Spinal cord injury (SCI) triggers robust neuroinflammation, in which microglial activation and dysregulated programmed cell death exacerbate secondary damage. PANoptosis, a recently defined inflammatory cell death modality integrating pyroptosis, apoptosis, and necroptosis, has been implicated in central nervous system (CNS) injury, yet its cellular specificity and regulation remain unclear. In this study, integrative bioinformatic analyses identified microglia as the predominant PANoptotic cell population after SCI, with PANoptosis inversely correlated with adenosine monophosphate (AMP)-activated protein kinase (AMPK) pathway activity.
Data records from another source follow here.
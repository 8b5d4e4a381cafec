use std::{
    collections::HashMap,
    future::Future,
    io,
    net::SocketAddr,
    sync::{
        atomic::{AtomicU64, Ordering},
        Arc, Mutex,
    },
};

use tokio::{
    io::{AsyncReadExt, AsyncWriteExt},
    net::{tcp::OwnedWriteHalf, TcpListener, TcpStream},
    select,
    sync::{mpsc, oneshot},
};
use tracing::{debug, info_span, warn, Instrument};

use crate::{dialer::Dialer, Server};

use super::{ConnectionId, Transport};

/// TCP transport: one reader loop and one writer task per connection.
///
/// The reader loop is the only caller of [`Server::dispatch`] for its
/// connection, which keeps dispatches for one id sequential. Writes go
/// through a bounded queue per connection so a slow client applies
/// backpressure to whoever is sending to it.
pub struct TcpTransport {
    links: Mutex<HashMap<ConnectionId, mpsc::Sender<Vec<u8>>>>,
    next_id: AtomicU64,
    outbound_capacity: usize,
}

impl TcpTransport {
    pub fn new(outbound_capacity: usize) -> Self {
        Self {
            links: Mutex::new(HashMap::new()),
            next_id: AtomicU64::new(1),
            outbound_capacity: outbound_capacity.max(1),
        }
    }

    pub fn connection_count(&self) -> usize {
        self.links().len()
    }

    fn links(&self) -> std::sync::MutexGuard<'_, HashMap<ConnectionId, mpsc::Sender<Vec<u8>>>> {
        self.links
            .lock()
            .unwrap_or_else(|poisoned| poisoned.into_inner())
    }

    fn register(&self) -> (ConnectionId, mpsc::Receiver<Vec<u8>>) {
        let id = self.next_id.fetch_add(1, Ordering::Relaxed);
        let (tx, rx) = mpsc::channel(self.outbound_capacity);
        self.links().insert(id, tx);
        (id, rx)
    }

    /// Accepts connections on `listener` until `shutdown` resolves.
    ///
    /// Fires START before the first accept and SHUTDOWN after the last,
    /// closing every live session in between.
    pub async fn serve<D, F>(
        server: Arc<Server<TcpTransport, D>>,
        listener: TcpListener,
        shutdown: F,
    ) -> crate::Result<()>
    where
        D: Dialer,
        F: Future<Output = ()>,
    {
        server.start()?;
        tokio::pin!(shutdown);

        loop {
            let (stream, addr) = select! {
                _ = &mut shutdown => break,
                accepted = listener.accept() => match accepted {
                    Ok(accepted) => accepted,
                    Err(err) => {
                        warn!(error = %err, "TCP accept error");
                        continue;
                    }
                },
            };

            let server = Arc::clone(&server);
            let span = info_span!("connection", %addr);
            tokio::spawn(handle_connection(server, stream, addr).instrument(span));
        }

        server.shutdown().await?;
        debug!(
            open = server.transport().connection_count(),
            "closing remaining connections"
        );
        let ids: Vec<_> = server.transport().links().keys().copied().collect();
        for id in ids {
            server.transport().close(id).await;
        }
        Ok(())
    }
}

impl Transport for TcpTransport {
    async fn send(&self, id: ConnectionId, data: Vec<u8>) -> io::Result<()> {
        let link = self.links().get(&id).cloned();
        let Some(link) = link else {
            return Err(io::Error::new(
                io::ErrorKind::NotConnected,
                format!("connection {} is not open", id),
            ));
        };

        link.send(data)
            .await
            .map_err(|_| io::Error::new(io::ErrorKind::BrokenPipe, "connection writer stopped"))
    }

    async fn close(&self, id: ConnectionId) {
        // Dropping the sender lets the writer drain what is queued, then shut down
        self.links().remove(&id);
    }
}

async fn handle_connection<D: Dialer>(
    server: Arc<Server<TcpTransport, D>>,
    stream: TcpStream,
    addr: SocketAddr,
) {
    let transport = Arc::clone(server.transport());
    let (id, outbound) = transport.register();
    let (mut reader, writer) = stream.into_split();
    let (written_tx, mut written_rx) = oneshot::channel();
    tokio::spawn(write_outbound(writer, outbound, written_tx).instrument(tracing::Span::current()));

    debug!(id, %addr, "accepted");
    if let Err(err) = server.handle_connect(id) {
        warn!(id, error = %err, "connect handler failed, closing");
        transport.close(id).await;
    }

    let mut buf = vec![0; server.config().relay_buffer_size];
    loop {
        select! {
            _ = &mut written_rx => break,
            read = reader.read(&mut buf) => match read {
                Ok(0) => break,
                Ok(n) => {
                    if let Err(err) = server.dispatch(id, &buf[..n]).await {
                        warn!(id, error = %err, "request failed, closing");
                        break;
                    }
                }
                Err(err) => {
                    debug!(id, error = %err, "read failed");
                    break;
                }
            },
        }
    }

    transport.close(id).await;
    if let Err(err) = server.handle_close(id).await {
        warn!(id, error = %err, "close handler failed");
    }
}

async fn write_outbound(
    mut writer: OwnedWriteHalf,
    mut outbound: mpsc::Receiver<Vec<u8>>,
    written: oneshot::Sender<()>,
) {
    while let Some(data) = outbound.recv().await {
        if let Err(err) = writer.write_all(&data).await {
            debug!(error = %err, "write failed");
            break;
        }
    }
    if let Err(err) = writer.shutdown().await {
        debug!(error = %err, "shutdown failed");
    }
    let _ = written.send(());
}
Using metformin, a classical AMPK activator, we demonstrated that pharmacological activation of AMPK suppresses microglial PANoptosis, promotes a shift toward an anti-inflammatory microglial phenotype, and suppresses the associated pro-inflammatory cytokine cascade by inhibiting the nuclear factor κB signaling pathway. This modulation of the immune microenvironment promotes axonal regeneration, remyelination, and functional recovery in a rat SCI model. Notably, the neuroprotective effects of metformin were abrogated by the AMPK inhibitor compound C (CC), confirming AMPK-dependence. Together, our findings demonstrate that metformin alleviates microglial PANoptosis in an AMPK-dependent manner, promoting tissue repair and functional recovery after SCI. This study uncovers AMPK as a key regulator of microglial PANoptosis and highlights the therapeutic potential of metformin for SCI repair.